For many people, their 401(k) plan represents their most significant retirement savings vehicle. Thus, to make sure you have sufficient funds for retirement, you need to get your 401(k) plan on track. To do so, consider these tips:
Increase your contribution rate. Strive for total contributions from you and your employer of approximately 10% to 15% of your salary. If you’re not able to save that much right away, save what you can now and increase your contribution rate every six months until you reach that level. One way to accomplish that is to put all pay increases immediately into your 401(k) plan. At a minimum, make sure you’re contributing enough to take advantage of all employer-matching contributions.
Rebalance your investments. Don’t select your investments once and then ignore your plan. Review your allocation annually to make sure it is close to your original allocation. If not, adjust your holdings to get your allocation back in line. Selling investments within your 401(k) plan does not generate tax liabilities, so you can make these changes without tax ramifications.
Use this annual review to make sure
you are still satisfied with your investment
choices. Avoid common mistakes made when investing 401(k) assets, such as allocating too much to conservative investments, not diversifying among several investments, and investing too much in your employer’s stock.
Don’t raid your 401(k) balance.
Your 401(k) plan should only be used for your retirement. Don’t even think about borrowing from the plan for any other purpose. Sure, that money might come in handy to use as a down payment on a home or to pay off some debts. But you don’t want to get in the habit of using those funds for anything other than retirement. Similarly, if you change jobs, don’t withdraw money from your 401(k) plan. Keep the money with your old employer or roll it over to your new 401(k) plan or an individual retirement
account.
Seek guidance. It is important to
manage your 401(k) plan carefully
to help maximize your future retirement income. If you’re concerned about the long-term future, call for a review of your 401(k) plan.
Pay Yourself First
To force yourself to save regularly, treat those savings as a bill to yourself and pay that bill first. Consider these tips:
Reduce spending, diverting those reductions to savings. One way to accomplish this is to cut back on your spending, perhaps reducing your expenditures for dining out, traveling, clothing, or entertainment. Another alternative is to find ways to spend less for the same items. For instance, get quotes for
your car and home insurance from several companies, placing any premium reductions in savings.

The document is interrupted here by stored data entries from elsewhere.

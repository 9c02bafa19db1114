//! Copy fidelity: copied trees hash identically, compressed trees decompress
//! back to the original bytes.

use super::test_utils::{context, list_files, write_tree};
use flate2::read::GzDecoder;
use hasher::cli::Commands;
use hasher::store::HashStore;
use hasher::tree::hasher::{compute_content_hash, hash_file, DEFAULT_BUFFER_SIZE};
use std::fs;
use std::io::Read;
use std::path::{Path, PathBuf};
use tempfile::TempDir;

fn copy_cmd(src: &Path, dst: &Path, compress: bool, level: Option<u32>) -> Commands {
    Commands::Copy {
        compress,
        level,
        skip_existing: false,
        no_hash_existing: false,
        record: false,
        src: src.to_path_buf(),
        dst: dst.to_path_buf(),
    }
}

fn incremental_copy_cmd(src: &Path, dst: &Path, record: bool) -> Commands {
    Commands::Copy {
        compress: false,
        level: None,
        skip_existing: true,
        no_hash_existing: false,
        record,
        src: src.to_path_buf(),
        dst: dst.to_path_buf(),
    }
}

fn gunzip(path: &Path) -> Vec<u8> {
    let mut out = Vec::new();
    GzDecoder::new(fs::File::open(path).unwrap())
        .read_to_end(&mut out)
        .unwrap();
    out
}

fn sample_tree(root: &Path) {
    let big: Vec<u8> = (0..100_000u32).map(|i| (i * 7 % 256) as u8).collect();
    write_tree(
        root,
        &[
            ("readme.md", b"# readme\n"),
            ("empty", b""),
            ("data/big.bin", &big),
            ("data/nested/deep.txt", b"deep"),
        ],
    );
}

#[test]
fn test_plain_copy_preserves_every_digest() {
    let src = TempDir::new().unwrap();
    let dst = TempDir::new().unwrap();
    sample_tree(src.path());

    let output = context(src.path())
        .execute(&copy_cmd(src.path(), dst.path(), false, None))
        .unwrap();
    assert!(output.is_success());
    assert!(output.rendered.contains("Copied 4 files"));

    let files = list_files(src.path());
    assert_eq!(files, list_files(dst.path()));
    for file in files {
        let a = hash_file(&src.path().join(&file), DEFAULT_BUFFER_SIZE).unwrap();
        let b = hash_file(&dst.path().join(&file), DEFAULT_BUFFER_SIZE).unwrap();
        assert_eq!(a, b, "{} differs after copy", file);
    }
}

#[test]
fn test_compressed_copy_round_trips() {
    let src = TempDir::new().unwrap();
    let dst = TempDir::new().unwrap();
    sample_tree(src.path());

    let output = context(src.path())
        .execute(&copy_cmd(src.path(), dst.path(), true, Some(9)))
        .unwrap();
    assert!(output.is_success());

    assert_eq!(
        list_files(dst.path()),
        vec![
            "data/big.bin.gz",
            "data/nested/deep.txt.gz",
            "empty.gz",
            "readme.md.gz",
        ]
    );
    for file in list_files(src.path()) {
        let original = fs::read(src.path().join(&file)).unwrap();
        let restored = gunzip(&dst.path().join(format!("{}.gz", file)));
        assert_eq!(compute_content_hash(&original), compute_content_hash(&restored));
    }
}

#[test]
fn test_existing_gz_files_are_skipped() {
    let src = TempDir::new().unwrap();
    let dst = TempDir::new().unwrap();
    write_tree(src.path(), &[("plain.txt", b"p"), ("already.GZ", b"opaque")]);

    let output = context(src.path())
        .execute(&copy_cmd(src.path(), dst.path(), true, None))
        .unwrap();
    assert!(output.rendered.contains("skipped 1 compressed"));
    assert_eq!(list_files(dst.path()), vec!["plain.txt.gz"]);
}

#[test]
fn test_copy_into_own_subtree_is_rejected() {
    let src = TempDir::new().unwrap();
    write_tree(src.path(), &[("a.txt", b"a")]);

    let result = context(src.path()).execute(&copy_cmd(
        src.path(),
        &src.path().join("mirror"),
        false,
        None,
    ));
    assert!(result.is_err());
    assert_eq!(list_files(src.path()), vec!["a.txt"]);
}

#[test]
fn test_relative_paths_resolve_against_workspace() {
    let ws = TempDir::new().unwrap();
    write_tree(ws.path(), &[("in/a.txt", b"a")]);

    context(ws.path())
        .execute(&copy_cmd(&PathBuf::from("in"), &PathBuf::from("out"), false, None))
        .unwrap();
    assert_eq!(fs::read(ws.path().join("out/a.txt")).unwrap(), b"a");
}

#[test]
fn test_one_failed_file_fails_the_command_but_not_the_copy() {
    let src = TempDir::new().unwrap();
    let dst = TempDir::new().unwrap();
    sample_tree(src.path());
    // A non-empty directory occupies the destination of readme.md
    fs::create_dir_all(dst.path().join("readme.md/keep")).unwrap();

    let output = context(src.path())
        .execute(&copy_cmd(src.path(), dst.path(), false, None))
        .unwrap();

    assert!(!output.is_success());
    assert_eq!(output.failures.len(), 1);
    assert!(output.failures[0].item.ends_with("readme.md"));
    assert!(output.rendered.contains("Copied 3 files"));
    assert!(output.rendered.contains("1 failed"));
    assert_eq!(fs::read(dst.path().join("data/nested/deep.txt")).unwrap(), b"deep");
    assert_eq!(fs::read(dst.path().join("empty")).unwrap(), b"");
}

#[test]
fn test_skip_existing_only_rewrites_changed_files() {
    let ws = TempDir::new().unwrap();
    sample_tree(&ws.path().join("src"));
    let ctx = context(ws.path());
    let (src, dst) = (PathBuf::from("src"), PathBuf::from("dst"));

    let first = ctx.execute(&incremental_copy_cmd(&src, &dst, false)).unwrap();
    assert!(first.rendered.contains("Copied 4 files"));

    fs::write(ws.path().join("src/readme.md"), b"# changed\n").unwrap();
    let second = ctx.execute(&incremental_copy_cmd(&src, &dst, false)).unwrap();
    assert!(second.is_success());
    assert!(second.rendered.contains("Copied 1 files"), "{}", second.rendered);
    assert!(second.rendered.contains("3 already current"));
    assert_eq!(fs::read(ws.path().join("dst/readme.md")).unwrap(), b"# changed\n");
}

#[test]
fn test_recorded_copy_verifies_clean() {
    let ws = TempDir::new().unwrap();
    write_tree(ws.path(), &[("src/a.txt", b"a"), ("src/b/c.txt", b"c")]);
    let ctx = context(ws.path());

    let output = ctx
        .execute(&incremental_copy_cmd(&PathBuf::from("src"), &PathBuf::from("dst"), true))
        .unwrap();
    assert!(output.rendered.contains("Recorded 2 files in the index (2 new, 0 updated)"));

    let store = HashStore::load(ctx.index_path(), ws.path()).unwrap();
    let keys: Vec<_> = store.query_all().map(|r| r.path.clone()).collect();
    assert_eq!(keys, vec!["dst/a.txt", "dst/b/c.txt"]);
    assert_eq!(
        store.get("dst/b/c.txt").unwrap().content_hash,
        compute_content_hash(b"c")
    );

    let verify = ctx
        .execute(&Commands::Verify {
            mismatches_only: true,
            untracked: false,
            root: None,
            format: hasher::cli::OutputFormat::Json,
        })
        .unwrap();
    assert!(verify.is_success());
    assert!(verify.rendered.trim().is_empty());
}
//! CLI output: error mapping from domain errors to stable CLI surface.

use crate::error::{ApiError, StorageError};
use crate::report::ItemFailure;

/// Map domain/service errors to a string for CLI output.
pub fn map_error(e: &ApiError) -> String {
    match e {
        ApiError::StorageError(StorageError::StoreCorrupt { path, reason }) => format!(
            "error: index at {} is corrupt ({}); restore or remove it before re-running",
            path.display(),
            reason
        ),
        ApiError::ConfigError(msg) => format!("error: configuration: {}", msg),
        other => format!("error: {}", other),
    }
}

/// One line per failed item, for stderr.
pub fn format_failures(failures: &[ItemFailure]) -> String {
    failures
        .iter()
        .map(|f| format!("failed: {}", f))
        .collect::<Vec<_>>()
        .join("\n")
}
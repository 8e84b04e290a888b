//! Substitute implementations, one module per query family.

pub mod cmdline;
pub mod locale;
pub mod power;
pub mod time;
pub mod volume;

pub use cmdline::CommandLineOverride;
pub use locale::LocaleOverride;
pub use power::ExecutionStateBlocker;
pub use time::{ScaledClock, ScaledSleep, ScalingRatio};
pub use volume::{MaskedVolumes, VolumeIdentityCache};
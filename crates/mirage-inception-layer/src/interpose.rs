//! Interception registry.
//!
//! One pass at start-up: each capability consults its policy flag, resolves
//! the real entry points it needs and records the symbols it takes over. A
//! capability that stays off leaves its symbols on the real implementation.
//! Optional symbols missing from the running system are skipped quietly.

use crate::platform::{Platform, Real};
use crate::reals::Symbol;
use crate::state::InceptionLayer;
use crate::syscalls::{
    CommandLineOverride, ExecutionStateBlocker, LocaleOverride, MaskedVolumes, ScaledClock,
    ScaledSleep,
};
use mirage_config::{keys, PolicyStore};
use serde::Serialize;
use std::collections::BTreeSet;
use std::sync::Arc;

/// A policy-gated group of substitutions.
#[derive(Debug, Clone, Copy, PartialEq, Eq, PartialOrd, Ord, Hash, Serialize)]
pub enum Capability {
    CommandLine,
    BlockExecutionState,
    ChangeSpeed,
    CustomLocale,
    HideDiskSerial,
}

impl Capability {
    pub const ALL: &'static [Capability] = &[
        Capability::CommandLine,
        Capability::BlockExecutionState,
        Capability::ChangeSpeed,
        Capability::CustomLocale,
        Capability::HideDiskSerial,
    ];

    /// Policy key gating this capability.
    pub const fn policy_key(self) -> &'static str {
        match self {
            Capability::CommandLine => keys::CUSTOM_CHROMIUM_FLAGS,
            Capability::BlockExecutionState => keys::BLOCK_INTERFERE_POWER,
            Capability::ChangeSpeed => keys::USE_CHANGE_SPEED,
            Capability::CustomLocale => keys::CUSTOM_LCID,
            Capability::HideDiskSerial => keys::HIDE_DISK_SERIAL_NUMBER,
        }
    }

    /// Symbols taken over when the capability is active.
    pub const fn symbols(self) -> &'static [Symbol] {
        match self {
            Capability::CommandLine => &[Symbol::GetCommandLineW, Symbol::GetCommandLineA],
            Capability::BlockExecutionState => &[Symbol::SetThreadExecutionState],
            Capability::ChangeSpeed => &[
                Symbol::GetTickCount,
                Symbol::GetTickCount64,
                Symbol::QueryUnbiasedInterruptTime,
                Symbol::QueryPerformanceCounter,
                Symbol::SleepEx,
            ],
            Capability::CustomLocale => &[
                Symbol::GetUserDefaultUILanguage,
                Symbol::GetUserDefaultLocaleName,
                Symbol::GetUserDefaultLCID,
                Symbol::GetUserDefaultLangID,
                Symbol::GetUserDefaultGeoName,
                Symbol::GetSystemDefaultUILanguage,
                Symbol::GetSystemDefaultLocaleName,
                Symbol::GetSystemDefaultLCID,
                Symbol::GetSystemDefaultLangID,
            ],
            Capability::HideDiskSerial => &[Symbol::GetVolumeInformationByHandleW],
        }
    }
}

/// Symbols whose calls are routed to a substitute.
#[derive(Debug, Clone, Default, PartialEq, Eq)]
pub struct HookTable {
    installed: BTreeSet<Symbol>,
}

impl HookTable {
    pub fn is_hooked(&self, symbol: Symbol) -> bool {
        self.installed.contains(&symbol)
    }

    pub fn installed(&self) -> impl Iterator<Item = Symbol> + '_ {
        self.installed.iter().copied()
    }

    pub fn len(&self) -> usize {
        self.installed.len()
    }

    pub fn is_empty(&self) -> bool {
        self.installed.is_empty()
    }

    fn insert(&mut self, symbol: Symbol) {
        self.installed.insert(symbol);
    }
}

/// Builds an [`InceptionLayer`] by activating capabilities against a policy.
pub struct Registry {
    platform: Arc<dyn Platform>,
    policy: Arc<dyn PolicyStore>,
    hooks: HookTable,
    active: BTreeSet<Capability>,
    command_line: Option<CommandLineOverride>,
    power: Option<ExecutionStateBlocker>,
    clock: Option<ScaledClock>,
    sleep: Option<ScaledSleep>,
    locale: Option<LocaleOverride>,
    volumes: Option<MaskedVolumes>,
}

impl Registry {
    pub fn new(platform: Arc<dyn Platform>, policy: Arc<dyn PolicyStore>) -> Self {
        Self {
            platform,
            policy,
            hooks: HookTable::default(),
            active: BTreeSet::new(),
            command_line: None,
            power: None,
            clock: None,
            sleep: None,
            locale: None,
            volumes: None,
        }
    }

    /// Activate `capability` if its policy enables it. Returns whether any
    /// of its symbols are now substituted. Activation is permanent.
    pub fn activate(&mut self, capability: Capability) -> bool {
        if self.active.contains(&capability) {
            return true;
        }

        let enabled = match capability {
            Capability::CommandLine => {
                self.command_line =
                    CommandLineOverride::build(self.platform.as_ref(), self.policy.as_ref());
                self.command_line.is_some()
            }
            Capability::BlockExecutionState => {
                let on = self.policy.query_bool(keys::BLOCK_INTERFERE_POWER, false);
                if on {
                    self.power = Some(ExecutionStateBlocker);
                }
                on
            }
            Capability::ChangeSpeed => {
                let on = self.policy.query_bool(keys::USE_CHANGE_SPEED, false);
                if on {
                    self.clock = Some(ScaledClock::new(self.platform.clone(), self.policy.clone()));
                    self.sleep = Some(ScaledSleep::new(self.platform.clone(), self.policy.clone()));
                }
                on
            }
            Capability::CustomLocale => {
                let lcid = self.policy.query_number(keys::CUSTOM_LCID, 0);
                if lcid != 0 {
                    self.locale = Some(LocaleOverride::new(lcid, self.platform.clone()));
                }
                lcid != 0
            }
            Capability::HideDiskSerial => {
                let on = self.policy.query_bool(keys::HIDE_DISK_SERIAL_NUMBER, false);
                if on {
                    self.volumes = Some(MaskedVolumes::new(self.platform.clone(), self.policy.clone()));
                }
                on
            }
        };

        if !enabled {
            return false;
        }

        let mut installed = 0;
        for &symbol in capability.symbols() {
            if self.install(symbol) {
                installed += 1;
            }
        }
        mirage_config::log_layer_info!(
            "capability activated",
            capability = tracing::field::debug(capability),
            symbols = installed,
        );
        self.active.insert(capability);
        installed > 0
    }

    /// Activate every capability in order.
    pub fn activate_all(mut self) -> Self {
        for &capability in Capability::ALL {
            self.activate(capability);
        }
        self
    }

    fn install(&mut self, symbol: Symbol) -> bool {
        if symbol.is_optional() && !self.platform.resolve(symbol) {
            mirage_config::log_layer_debug!("symbol unavailable, skipped", symbol = symbol.name());
            return false;
        }
        self.hooks.insert(symbol);
        true
    }

    pub fn hooks(&self) -> &HookTable {
        &self.hooks
    }

    pub fn is_active(&self, capability: Capability) -> bool {
        self.active.contains(&capability)
    }

    pub fn build(self) -> InceptionLayer {
        InceptionLayer {
            real: Real(self.platform),
            hooks: self.hooks,
            active: self.active,
            command_line: self.command_line,
            power: self.power,
            clock: self.clock,
            sleep: self.sleep,
            locale: self.locale,
            volumes: self.volumes,
        }
    }
}

#[cfg(test)]
mod tests {
    use super::*;
    use crate::testing::FakePlatform;
    use mirage_config::testing::TestPolicy;

    fn registry(platform: FakePlatform, policy: mirage_config::Policy) -> Registry {
        Registry::new(Arc::new(platform), Arc::new(policy))
    }

    #[test]
    fn test_nothing_enabled_installs_nothing() {
        let mut r = registry(FakePlatform::new(), TestPolicy::new().build());
        for &cap in Capability::ALL {
            assert!(!r.activate(cap));
        }
        assert!(r.hooks().is_empty());
    }

    #[test]
    fn test_speed_installs_clock_symbols() {
        let mut r = registry(
            FakePlatform::new(),
            TestPolicy::new().flag(keys::USE_CHANGE_SPEED).build(),
        );
        assert!(r.activate(Capability::ChangeSpeed));
        for &symbol in Capability::ChangeSpeed.symbols() {
            assert!(r.hooks().is_hooked(symbol), "{symbol} not hooked");
        }
        assert!(r.is_active(Capability::ChangeSpeed));
        assert!(!r.hooks().is_hooked(Symbol::SetThreadExecutionState));
    }

    #[test]
    fn test_missing_optional_symbols_are_skipped() {
        let platform = FakePlatform::new()
            .without(Symbol::GetTickCount64)
            .without(Symbol::QueryUnbiasedInterruptTime);
        let mut r = registry(platform, TestPolicy::new().flag(keys::USE_CHANGE_SPEED).build());
        assert!(r.activate(Capability::ChangeSpeed));
        assert!(r.hooks().is_hooked(Symbol::GetTickCount));
        assert!(r.hooks().is_hooked(Symbol::SleepEx));
        assert!(!r.hooks().is_hooked(Symbol::GetTickCount64));
        assert!(!r.hooks().is_hooked(Symbol::QueryUnbiasedInterruptTime));
    }

    #[test]
    fn test_volume_capability_without_api_installs_nothing() {
        let platform = FakePlatform::new().without(Symbol::GetVolumeInformationByHandleW);
        let mut r = registry(
            platform,
            TestPolicy::new().flag(keys::HIDE_DISK_SERIAL_NUMBER).build(),
        );
        assert!(!r.activate(Capability::HideDiskSerial));
        assert!(r.hooks().is_empty());
    }

    #[test]
    fn test_zero_lcid_disables_locale() {
        let mut r = registry(
            FakePlatform::new(),
            TestPolicy::new().number(keys::CUSTOM_LCID, 0).build(),
        );
        assert!(!r.activate(Capability::CustomLocale));
        assert!(!r.hooks().is_hooked(Symbol::GetUserDefaultLCID));
    }

    #[test]
    fn test_activation_is_idempotent() {
        let mut r = registry(
            FakePlatform::new(),
            TestPolicy::new().flag(keys::BLOCK_INTERFERE_POWER).build(),
        );
        assert!(r.activate(Capability::BlockExecutionState));
        assert!(r.activate(Capability::BlockExecutionState));
        assert_eq!(r.hooks().len(), 1);
    }
}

Save all unexpected income. Immediately save any money from tax refunds, bonuses, cash gifts, and inheritances. Before you get used to any salary increases, put that raise into savings.
Make saving automatic. Resolve to immediately set up an investment account that automatically deducts money from your bank account every month. Another good alternative is to sign up for your company’s 401(k) plan. (Keep in mind that any automatic investing plan, such as dollar cost averaging, does not assure a profit or protect against loss in declining markets. Because such a strategy involves periodic investment, consider your financial ability and willingness to continue purchases through periods of low price levels.)
Financial Thoughts
Baby boomers are expected to transfer $68.4 trillion in wealth to heirs over the next 25 years (Source: Journal of Financial Planning, May 2020).
In a recent survey of those who do not expect to retire, 60% do not believe they will be able to afford retirement. The other 40% preferred not to retire in order to continue socializing with coworkers and maintain the mental stimulation of working. Only 25% of workers who are delaying their retirement are doing so because they want to maintain their medical insurance until they qualify for Medicare. Approximately 79% of workers are interested in the possibility of a phased retirement program (Source: MetLife, 2020).
Approximately 60% of U.S. adults do not have a will. And approximately 1/3 are missing a healthcare directive in their estate planning (Source: Journal of Financial Planning, April 2020).
About 55% of inheritances are less than $50,000 (Source: Federal Reserve, 2020).
Approximately 26% of of people who stop working entirely will return to work (Source: Journal of Financial Planning, November 2019).